== Segment start ==

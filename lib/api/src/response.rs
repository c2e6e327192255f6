//! Transport-agnostic response shapes.
//!
//! Every response carries `success`; a failed one carries `error` (the
//! message) and `error_kind` (the tag callers branch on), with capability
//! fields left null.

use incidentx_core::{Capability, Error, ErrorKind, RawAttributes, Result};
use incidentx_model::{FraudPrediction, RiskLevel, RiskPrediction};
use incidentx_similarity::{top_match_score, SimilarityMatch};
use serde::Serialize;
use tracing::{error, warn};

/// Log a request failure once: caller errors at warn, system errors at error
pub(crate) fn log_failure(capability: Capability, err: &Error) {
    match err.kind() {
        ErrorKind::Validation => warn!("{} request rejected: {}", capability, err),
        _ => error!("{} request failed: {}", capability, err),
    }
}

#[derive(Debug, Clone, PartialEq, Serialize)]
pub struct FraudResponse {
    pub success: bool,
    pub fraud_probability: Option<f64>,
    pub is_fraud: Option<bool>,
    pub confidence: Option<f64>,
    pub error: Option<String>,
    pub error_kind: Option<ErrorKind>,
    pub model_version: Option<String>,
}

impl FraudResponse {
    pub fn from_result(result: Result<FraudPrediction>, model_version: Option<&str>) -> Self {
        let model_version = model_version.map(str::to_string);
        match result {
            Ok(p) => Self {
                success: true,
                fraud_probability: Some(p.fraud_probability),
                is_fraud: Some(p.is_fraud),
                confidence: Some(p.confidence),
                error: None,
                error_kind: None,
                model_version,
            },
            Err(e) => {
                log_failure(Capability::Fraud, &e);
                Self {
                    success: false,
                    fraud_probability: None,
                    is_fraud: None,
                    confidence: None,
                    error: Some(e.to_string()),
                    error_kind: Some(e.kind()),
                    model_version,
                }
            }
        }
    }
}

#[derive(Debug, Clone, PartialEq, Serialize)]
pub struct RiskResponse {
    pub success: bool,
    pub risk_score: Option<f64>,
    pub risk_level: Option<RiskLevel>,
    pub confidence: Option<f64>,
    pub error: Option<String>,
    pub error_kind: Option<ErrorKind>,
    pub model_version: Option<String>,
}

impl RiskResponse {
    pub fn from_result(result: Result<RiskPrediction>, model_version: Option<&str>) -> Self {
        let model_version = model_version.map(str::to_string);
        match result {
            Ok(p) => Self {
                success: true,
                risk_score: Some(p.risk_score),
                risk_level: Some(p.risk_level),
                confidence: Some(p.confidence),
                error: None,
                error_kind: None,
                model_version,
            },
            Err(e) => {
                log_failure(Capability::Risk, &e);
                Self {
                    success: false,
                    risk_score: None,
                    risk_level: None,
                    confidence: None,
                    error: Some(e.to_string()),
                    error_kind: Some(e.kind()),
                    model_version,
                }
            }
        }
    }
}

#[derive(Debug, Clone, PartialEq, Serialize)]
pub struct SimilarityResponse {
    pub success: bool,
    /// Matched corpus records, best first, unmodified
    pub similar_incidents: Option<Vec<RawAttributes>>,
    /// Parallel to `similar_incidents`
    pub similarity_scores: Option<Vec<f64>>,
    pub top_match_score: Option<f64>,
    pub error: Option<String>,
    pub error_kind: Option<ErrorKind>,
}

impl SimilarityResponse {
    pub fn from_result(result: Result<Vec<SimilarityMatch<'_>>>) -> Self {
        match result {
            Ok(matches) => Self {
                success: true,
                top_match_score: Some(top_match_score(&matches)),
                similar_incidents: Some(matches.iter().map(|m| m.entry.record.clone()).collect()),
                similarity_scores: Some(matches.iter().map(|m| m.score).collect()),
                error: None,
                error_kind: None,
            },
            Err(e) => {
                log_failure(Capability::Similarity, &e);
                Self {
                    success: false,
                    similar_incidents: None,
                    similarity_scores: None,
                    top_match_score: None,
                    error: Some(e.to_string()),
                    error_kind: Some(e.kind()),
                }
            }
        }
    }
}

/// Response-level view shared by the REST layer
pub trait Outcome {
    fn error_kind(&self) -> Option<ErrorKind>;
}

impl Outcome for FraudResponse {
    fn error_kind(&self) -> Option<ErrorKind> {
        self.error_kind
    }
}

impl Outcome for RiskResponse {
    fn error_kind(&self) -> Option<ErrorKind> {
        self.error_kind
    }
}

impl Outcome for SimilarityResponse {
    fn error_kind(&self) -> Option<ErrorKind> {
        self.error_kind
    }
}

#[cfg(test)]
mod tests {
    use super::*;
    use incidentx_core::ValidationError;
    use serde_json::json;

    #[test]
    fn test_fraud_success_shape() {
        let prediction = FraudPrediction::from_probability(0.9, 0.5);
        let response = FraudResponse::from_result(Ok(prediction), Some("fraud_v1.0"));
        let value = serde_json::to_value(&response).unwrap();
        assert_eq!(value["success"], json!(true));
        assert_eq!(value["is_fraud"], json!(true));
        assert_eq!(value["error"], json!(null));
        assert_eq!(value["model_version"], json!("fraud_v1.0"));
    }

    #[test]
    fn test_failure_carries_kind() {
        let err: Error = ValidationError::TypeMismatch("upvotes".into()).into();
        let response = RiskResponse::from_result(Err(err), Some("risk_v1.0"));
        let value = serde_json::to_value(&response).unwrap();
        assert_eq!(value["success"], json!(false));
        assert_eq!(value["error"], json!("upvotes must be numeric"));
        assert_eq!(value["error_kind"], json!("validation"));
        assert_eq!(value["risk_score"], json!(null));
    }

    #[test]
    fn test_unavailable_model() {
        let response = FraudResponse::from_result(Err(Error::ModelUnavailable(Capability::Fraud)), None);
        assert_eq!(response.error.as_deref(), Some("Model not loaded: fraud"));
        assert_eq!(response.error_kind(), Some(ErrorKind::Unavailable));
    }

    #[test]
    fn test_empty_similarity_has_zero_top_score() {
        let response = SimilarityResponse::from_result(Ok(Vec::new()));
        assert!(response.success);
        assert_eq!(response.top_match_score, Some(0.0));
        assert_eq!(response.similar_incidents, Some(Vec::new()));
    }
}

== Segment end ==

PROBLEM STATEMENT:
Where a line above includes "value", copy that line.

RESPONSE:
        let value = serde_json::to_value(&response).unwrap();
        assert_eq!(value["success"], json!(true));
        assert_eq!(value["is_fraud"], json!(true));
        assert_eq!(value["error"], json!(null));
        assert_eq!(value["model_version"], json!("fraud_v1.0"));
        let value = serde_json::to_value(&response).unwrap();
        assert_eq!(value["success"], json!(false));
        assert_eq!(value["error"], json!("upvotes must be numeric"));
        assert_eq!(value["error_kind"], json!("validation"));
        assert_eq!(value["risk_score"], json!(null));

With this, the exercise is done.